I loaded Knoppix off a CD and found out that, on my hard drive, my /boot folder is empty, and so is my /etc folder ... I'm not sure what happened, or if anything else is missing, but how hard is this to fix? How would I go about fixing this? Or would it be easier to format/reinstall (although I would rather not do this if at all possible).
Also, any ideas on why this happened?
Thanks for your input,
Andrew
Last edited by leapingfrog; 05-01-2005 at 08:19 PM.
In addition to emerson's statement #2 it would be
good to know what kind of file-system layout you
had originally, whether all partitions to all mount-
points were on the same physical device, for instance.
Hmm, I don't know much about linux, but I have all my partitions on one hard drive and when I installed redhat, I had the hard drive automatically partitioned in the setup.
You didn't at any time plug in a hard drive from another distro (as secondary drive) which alo had its own /boot sector did you? Modern Redhat versions detect the double /boot and decide not to mount them.
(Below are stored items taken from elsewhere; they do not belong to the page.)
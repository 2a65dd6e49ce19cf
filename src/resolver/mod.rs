//! Source resolution: formula selector → concrete revision.
//!
//! Resolution turns a formula's source location (URL + branch/tag/rev
//! selector) into an [`ArtifactRef`] holding the exact commit the rest of
//! the pipeline will fetch and install. All resolution happens up front so
//! fetch, install, and verify operate on a fixed revision; nothing after
//! this stage consults the remote's refs again.
//!
//! A branch selector resolves to the branch's current head and is marked
//! unpinned: repeating the install later may legitimately produce a
//! different artifact. Tags and explicit revisions are pinned and
//! reproducible.

use anyhow::Result;

use crate::core::FormularyError;
use crate::formula::Formula;
use crate::git::command_builder::GitCommand;

/// A resolved, concrete pointer to fetchable source content.
#[derive(Debug, Clone, PartialEq, Eq)]
pub struct ArtifactRef {
    /// The source repository URL, verbatim from the formula.
    pub url: String,
    /// The exact commit to fetch.
    pub revision: String,
    /// Whether the revision is reproducible (tag/rev) or a moving branch
    /// head.
    pub pinned: bool,
}

impl ArtifactRef {
    /// Short revision form for display.
    pub fn short_revision(&self) -> &str {
        &self.revision[..self.revision.len().min(12)]
    }
}

/// Resolves a formula's source to a concrete [`ArtifactRef`].
///
/// - `branch` → `git ls-remote` for the branch head, `pinned: false`
/// - `tag` → `git ls-remote` for the tag (peeled commit preferred),
///   `pinned: true`
/// - `rev` → taken verbatim with no network round-trip, `pinned: true`
///
/// Fails with [`FormularyError::UnresolvableSource`] when the repository
/// is unreachable or the selector names a ref that does not exist.
pub async fn resolve(formula: &Formula) -> Result<ArtifactRef> {
    let url = formula.source.url.clone();

    if let Some(rev) = &formula.source.rev {
        // Already concrete; existence is established at fetch time.
        return Ok(ArtifactRef {
            url,
            revision: rev.to_lowercase(),
            pinned: true,
        });
    }

    if let Some(tag) = &formula.source.tag {
        let revision =
            ls_remote_revision(&url, tag, &[format!("refs/tags/{tag}"), format!("refs/tags/{tag}^{{}}")])
                .await?;
        return Ok(ArtifactRef {
            url,
            revision,
            pinned: true,
        });
    }

    let branch = formula.source.branch.as_deref().unwrap_or_default();
    let revision =
        ls_remote_revision(&url, branch, &[format!("refs/heads/{branch}")]).await?;
    Ok(ArtifactRef {
        url,
        revision,
        pinned: false,
    })
}

/// Queries the remote for `patterns` and returns the commit they resolve
/// to.
///
/// For annotated tags both the tag object and its peeled `^{}` entry are
/// requested; the peeled commit wins when present.
async fn ls_remote_revision(url: &str, reference: &str, patterns: &[String]) -> Result<String> {
    let output = GitCommand::ls_remote(url, patterns.iter().cloned())
        .execute()
        .await
        .map_err(|e| FormularyError::UnresolvableSource {
            url: url.to_string(),
            reference: reference.to_string(),
            reason: root_cause(&e),
        })?;

    let mut plain: Option<String> = None;
    let mut peeled: Option<String> = None;
    for line in output.stdout.lines() {
        let mut parts = line.split_whitespace();
        let (Some(hash), Some(name)) = (parts.next(), parts.next()) else {
            continue;
        };
        if name.ends_with("^{}") {
            peeled = Some(hash.to_string());
        } else {
            plain = Some(hash.to_string());
        }
    }

    peeled.or(plain).ok_or_else(|| {
        FormularyError::UnresolvableSource {
            url: url.to_string(),
            reference: reference.to_string(),
            reason: "reference does not exist on the remote".to_string(),
        }
        .into()
    })
}

fn root_cause(error: &anyhow::Error) -> String {
    error.chain().last().map_or_else(|| error.to_string(), ToString::to_string)
}

#[cfg(test)]
mod tests {
    use super::*;
    use crate::formula::{InstallSpec, SourceSpec};
    use std::path::Path;
    use std::process::Command;
    use tempfile::TempDir;

    fn run_git(args: &[&str], dir: &Path) {
        let out = Command::new("git").args(args).current_dir(dir).output().unwrap();
        assert!(out.status.success(), "git {args:?}: {}", String::from_utf8_lossy(&out.stderr));
    }

    /// Local fixture repo with one commit and one annotated tag; returns
    /// (tempdir, url, head sha, branch name).
    fn fixture_repo() -> (TempDir, String, String, String) {
        let temp = TempDir::new().unwrap();
        let repo = temp.path().join("repo");
        std::fs::create_dir_all(&repo).unwrap();
        run_git(&["init"], &repo);
        run_git(&["config", "user.email", "test@example.com"], &repo);
        run_git(&["config", "user.name", "Test"], &repo);
        std::fs::write(repo.join("mxp"), "#!/bin/sh\necho 'mxp v0.4.0'\n").unwrap();
        run_git(&["add", "."], &repo);
        run_git(&["commit", "-m", "initial"], &repo);
        run_git(&["tag", "-a", "v0.4.0", "-m", "release"], &repo);

        let head = Command::new("git")
            .args(["rev-parse", "HEAD"])
            .current_dir(&repo)
            .output()
            .unwrap();
        let head = String::from_utf8_lossy(&head.stdout).trim().to_string();

        let branch = Command::new("git")
            .args(["branch", "--show-current"])
            .current_dir(&repo)
            .output()
            .unwrap();
        let branch = String::from_utf8_lossy(&branch.stdout).trim().to_string();

        let url = format!("file://{}", repo.display());
        (temp, url, head, branch)
    }

    fn formula_with_source(url: &str, source: SourceSpec) -> Formula {
        Formula {
            name: "mxp".to_string(),
            description: "test".to_string(),
            homepage: None,
            version: "0.4.0".to_string(),
            license: None,
            dependencies: vec![],
            caveats: None,
            source: SourceSpec {
                url: url.to_string(),
                ..source
            },
            install: InstallSpec {
                bin: vec!["mxp".to_string()],
            },
            test: None,
        }
    }

    #[tokio::test]
    async fn branch_resolves_to_head_unpinned() {
        let (_temp, url, head, branch) = fixture_repo();
        let formula = formula_with_source(
            &url,
            SourceSpec {
                url: String::new(),
                branch: Some(branch),
                tag: None,
                rev: None,
            },
        );

        let artifact = resolve(&formula).await.unwrap();
        assert_eq!(artifact.revision, head);
        assert!(!artifact.pinned);
    }

    #[tokio::test]
    async fn annotated_tag_resolves_to_peeled_commit() {
        let (_temp, url, head, _branch) = fixture_repo();
        let formula = formula_with_source(
            &url,
            SourceSpec {
                url: String::new(),
                branch: None,
                tag: Some("v0.4.0".to_string()),
                rev: None,
            },
        );

        let artifact = resolve(&formula).await.unwrap();
        // The annotated tag object hash differs from the commit; the
        // peeled entry must win.
        assert_eq!(artifact.revision, head);
        assert!(artifact.pinned);
    }

    #[tokio::test]
    async fn rev_passes_through_without_network() {
        let formula = formula_with_source(
            "file:///nowhere/at/all",
            SourceSpec {
                url: String::new(),
                branch: None,
                tag: None,
                rev: Some("0123456789ABCDEF0123456789abcdef01234567".to_string()),
            },
        );

        let artifact = resolve(&formula).await.unwrap();
        assert_eq!(artifact.revision, "0123456789abcdef0123456789abcdef01234567");
        assert!(artifact.pinned);
        assert_eq!(artifact.short_revision(), "0123456789ab");
    }

    #[tokio::test]
    async fn missing_branch_is_unresolvable() {
        let (_temp, url, _head, _branch) = fixture_repo();
        let formula = formula_with_source(
            &url,
            SourceSpec {
                url: String::new(),
                branch: Some("does-not-exist".to_string()),
                tag: None,
                rev: None,
            },
        );

        let err = resolve(&formula).await.unwrap_err();
        let typed = err.downcast_ref::<FormularyError>().unwrap();
        assert!(matches!(typed, FormularyError::UnresolvableSource { .. }));
    }

    #[tokio::test]
    async fn unreachable_url_is_unresolvable() {
        let formula = formula_with_source(
            "file:///definitely/not/a/repository",
            SourceSpec {
                url: String::new(),
                branch: Some("main".to_string()),
                tag: None,
                rev: None,
            },
        );

        let err = resolve(&formula).await.unwrap_err();
        let typed = err.downcast_ref::<FormularyError>().unwrap();
        assert!(matches!(typed, FormularyError::UnresolvableSource { .. }));
    }
}
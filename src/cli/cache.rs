//! The `cache` command: inspect or wipe the git clone cache.

use anyhow::Result;
use clap::{Args, Subcommand};
use colored::Colorize;

use crate::cache::Cache;
use crate::cli::CliContext;

/// Arguments for `formulary cache`.
#[derive(Args)]
pub struct CacheCommand {
    #[command(subcommand)]
    command: CacheSubcommand,
}

#[derive(Subcommand)]
enum CacheSubcommand {
    /// Show cache location, entry count, and size.
    Info,
    /// Delete all cached clones.
    Clean,
}

impl CacheCommand {
    /// Executes the selected cache operation.
    pub async fn execute(self, context: &CliContext) -> Result<()> {
        let cache = Cache::new(context.cache_dir.clone());
        match self.command {
            CacheSubcommand::Info => {
                let size = cache.size()?;
                println!("{} {}", "Cache location:".bold(), cache.root().display());
                println!("{} {}", "Cached clones:".bold(), cache.entry_count()?);
                println!("{} {}", "Total size:".bold(), human_size(size));
            }
            CacheSubcommand::Clean => {
                let size = cache.size()?;
                cache.clear()?;
                println!("{} freed {}", "Cache cleaned:".green().bold(), human_size(size));
            }
        }
        Ok(())
    }
}

fn human_size(bytes: u64) -> String {
    const UNITS: [&str; 4] = ["B", "KiB", "MiB", "GiB"];
    let mut value = bytes as f64;
    let mut unit = 0;
    while value >= 1024.0 && unit < UNITS.len() - 1 {
        value /= 1024.0;
        unit += 1;
    }
    if unit == 0 {
        format!("{bytes} B")
    } else {
        format!("{value:.1} {}", UNITS[unit])
    }
}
This is usually temporary... once you disconnect the secondary drive, the first one from then on boots as normal. The redhat rescue CD should have restore options for boot sector recovery... you should be albe to recover a destroyed GRUB from there.
Hmm, how do I run a boot sector recovery w/ the rescue CD?
I thought I knew ... I booted off my RedHat CD and at the prompt I typed 'linux rescue' and then proceeded from there only to get a prompt that said "You do not have any linux partitions" and it brings me to a shell prompt where I can't do much of anything.
This doesn't make much sense to me since my data is still in-tact ... I can retrieve it in knoppix. Why can't it see I had linux installed?
Boot from the CD into rescue mode (push ENTER at prompt)
OK through any Language settings etc.
The Rescue should detect your Linux install and mount it it /mnt/sysimage/
Make the detected install at /mnt/sysimage into the focused system by typing... chroot /mnt/sysimage/
Once that's active, reinstall GRUB for your system with the command... grub-install /dev/hda
It's odd that you can't see the Linux pratitions though. I would at this point use somethign like parted (which comes on System Rescue CD - http://www.sysresccd.org/ ) to see whether the partitions are screwed. You can likely do this or similar under Knoppix as well.
Originally posted by leapingfrog
I run a local RedHat server that I use for web development. One day while developing, all the sudden my Samba network drive disconnected, SSH quit working, and Webmin would no longer load up. So, I rebooted, only to be brought to a grub command prompt.
According to this description the boot sector is functional.
Edit: Why don't you run file system utilities like e2fsck, this my show useful error messages.